Publié le 3 juillet 2005 Lecture : 3 minutes.

Notre collaborateur Abdelaziz Barrouhi devait couvrir le Sommet de l’Union africaine (UA), les 4 et 5 juillet, à Syrte, en Libye. Invité par l’UA et muni de tous les documents nécessaires à son accréditation, il s’est pourtant vu refuser l’entrée sur le territoire libyen à son arrivée à l’aéroport de Tripoli, le 30 juin. Sans motif particulier ni aucune explication, si ce n’est un lapidaire « C’est nous qui décidons »…
À travers lui, c’est évidemment Jeune Afrique/l’intelligent qui est visé, et ainsi censuré. Ce n’est d’ailleurs pas la première fois qu’un tel incident arrive à un de nos journalistes désireux de se rendre en Libye. Mais, dans ce cas précis, il est permis de se demander comment l’UA peut accepter de tels agissements et pourquoi elle a choisi la Libye pour accueillir son sommet. Nous y reviendrons dans l’enquête consacrée à la couverture de l’événement de notre prochaine édition. À condition, bien sûr, que les autorités libyennes daignent nous laisser exercer notre métier. En attendant, voici, par le menu, le film de la mésaventure libyenne d’Abdelaziz Barrouhi. Édifiant !

Le jeudi 30 juin 2005, j’ai été refoulé à mon arrivée en fin d’après-midi à l’aéroport de Tripoli (Libye), où je devais couvrir le sommet de l’Union africaine (UA) des 4 et 5 juillet. J’ai été réembarqué manu militari dans l’avion à bord duquel j’étais arrivé.
Aucune explication valable ne m’a été donnée sur les raisons de cette mesure. « Ce sont les instructions », m’a dit l’un des officiers de la police des frontières venu me signifier ma reconduction. Quand j’ai fait valoir que j’étais invité par Alpha Oumar Konaré, président de la Commission de l’UA, pour couvrir le sommet, comme l’atteste la lettre que j’ai produite, et que, par ailleurs, j’avais accompli une semaine auparavant toutes les formalités auprès du département de la presse étrangère par fax, il a répondu : « C’est nous qui décidons. Vous ne pouvez pas couvrir le sommet. »

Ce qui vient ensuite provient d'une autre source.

//! # Reparo Notifier
//!
//! Daemon that owns the messaging session for one shop.
//!
//! ## Lifecycle
//! ```text
//! ┌─────────────────────────────────────────────────────────────────────────┐
//! │                        Notifier Process                                 │
//! │                                                                         │
//! │  logging ─► config ─► SQLite ─► SessionService::start ─► initialize()   │
//! │                                                                         │
//! │  stdin ─► NotificationEvent (JSON line) ─► Dispatcher::notify           │
//! │                                                                         │
//! │  Ctrl+C / SIGTERM ─► disconnect() (or shutdown() if logout_on_exit)     │
//! └─────────────────────────────────────────────────────────────────────────┘
//! ```
//!
//! Usage: `notifier [path/to/messaging.toml]`
//!
//! Without an argument the per-user config file is tried, and defaults are
//! used if it is missing or unreadable.

use std::path::PathBuf;
use std::sync::Arc;

use anyhow::Context;
use tokio::io::{AsyncBufReadExt, BufReader};
use tracing::{debug, info, warn};
use tracing_subscriber::EnvFilter;

use reparo_core::NotificationEvent;
use reparo_db::{Database, DbConfig};
use reparo_messaging::{
    BridgeTransportFactory, Dispatcher, MessagingConfig, SessionConfig, SessionObserver,
    SessionService, SessionState,
};

#[tokio::main]
async fn main() -> anyhow::Result<()> {
    init_tracing();

    info!("Starting Reparo notifier...");

    // An explicit path must load; the per-user default location may fall back
    let config = match std::env::args_os().nth(1).map(PathBuf::from) {
        Some(path) => MessagingConfig::load(Some(path)).context("Failed to load messaging config")?,
        None => MessagingConfig::load_or_default(None),
    };
    info!(
        bridge = %config.bridge.url,
        database = ?config.database.path,
        "Configuration loaded"
    );

    let db = Database::new(DbConfig::new(&config.database.path))
        .await
        .context("Failed to open database")?;
    if !db.health_check().await {
        anyhow::bail!("Database at {:?} is not answering queries", config.database.path);
    }
    info!("Database ready");

    let manager = SessionService::new(
        Arc::new(BridgeTransportFactory::new((&config.bridge).into())),
        Arc::new(db.clone()),
        SessionConfig::from(&config),
    )
    .with_observer(Arc::new(LogObserver))
    .start();

    manager.initialize().await;

    let dispatcher = Dispatcher::new(manager.clone(), config.composer());
    tokio::spawn(dispatch_events(dispatcher));

    shutdown_signal().await;

    if config.session.logout_on_exit {
        manager.shutdown().await;
    } else {
        manager.disconnect().await;
    }
    db.close().await;

    info!("Notifier shutdown complete");
    Ok(())
}

/// Initializes the tracing subscriber.
///
/// `RUST_LOG` overrides the default `info,reparo=debug,sqlx=warn`.
fn init_tracing() {
    let filter = EnvFilter::try_from_default_env()
        .unwrap_or_else(|_| EnvFilter::new("info,reparo=debug,sqlx=warn"));

    tracing_subscriber::fmt().with_env_filter(filter).init();
}

/// Surfaces pairing codes to whoever watches the logs.
struct LogObserver;

impl SessionObserver for LogObserver {
    fn on_pairing_code(&self, code: &str) {
        info!(
            pairing_code = %code,
            "Enter this code on the shop phone under Linked devices"
        );
    }

    fn on_state_change(&self, state: SessionState) {
        if state == SessionState::LoggedOut {
            warn!("Messaging device was unlinked, restart the notifier to pair again");
        }
    }
}

/// Reads one [`NotificationEvent`] per stdin line and sends it.
async fn dispatch_events(dispatcher: Dispatcher) {
    let mut lines = BufReader::new(tokio::io::stdin()).lines();

    loop {
        let line = match lines.next_line().await {
            Ok(Some(line)) => line,
            Ok(None) => {
                debug!("Event input closed");
                return;
            }
            Err(e) => {
                warn!(error = %e, "Failed to read event input");
                return;
            }
        };

        if line.trim().is_empty() {
            continue;
        }

        match serde_json::from_str::<NotificationEvent>(&line) {
            Ok(event) => {
                if !dispatcher.notify(&event).await {
                    warn!(
                        kind = event.kind(),
                        service_number = %event.notice().ticket.service_number,
                        "Notification not delivered"
                    );
                }
            }
            Err(e) => warn!(error = %e, "Ignoring malformed event"),
        }
    }
}

/// Waits for Ctrl+C or SIGTERM.
async fn shutdown_signal() {
    let ctrl_c = async {
        if let Err(e) = tokio::signal::ctrl_c().await {
            warn!(error = %e, "Failed to listen for Ctrl+C");
            std::future::pending::<()>().await;
        }
    };

    #[cfg(unix)]
    let terminate = async {
        match tokio::signal::unix::signal(tokio::signal::unix::SignalKind::terminate()) {
            Ok(mut signal) => {
                signal.recv().await;
            }
            Err(e) => {
                warn!(error = %e, "Failed to install SIGTERM handler");
                std::future::pending::<()>().await;
            }
        }
    };

    #[cfg(not(unix))]
    let terminate = std::future::pending::<()>();

    tokio::select! {
        _ = ctrl_c => {},
        _ = terminate => {},
    }

    info!("Shutdown signal received, starting graceful shutdown...");
}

Les choses se sont passées ainsi : je venais d’accomplir toutes les formalités de rigueur – contrôle par ordinateur et tampon d’entrée du passeport – lorsque plusieurs agents en civil ont surgi et m’ont arraché des mains le passeport visé et la lettre d’invitation de l’UA. Avant de disparaître. J’ai été ensuite ramené dans la salle de transit. Le visa n’étant pas requis pour les ressortissants tunisiens, un policier est venu me voir quelques instants plus tard avec une feuille de papier et un stylo, et m’a demandé de m’engager par écrit à n’avoir aucune activité journalistique en Libye pour pouvoir y entrer, sinon… J’ai répondu que j’étais là pour faire mon métier et couvrir le Sommet de l’UA, et non pour faire du tourisme, et que, par conséquent, je ne pouvais m’engager à ne pas accomplir ma mission. « Nous vous renvoyons dans l’avion à bord duquel vous êtes venu », m’a alors répondu un officier supérieur. Et il a aussitôt donné l’ordre au policier de me raccompagner jusque dans l’avion. Mon passeport ne m’a été rendu qu’une fois à bord, et le tampon d’entrée y a été annulé.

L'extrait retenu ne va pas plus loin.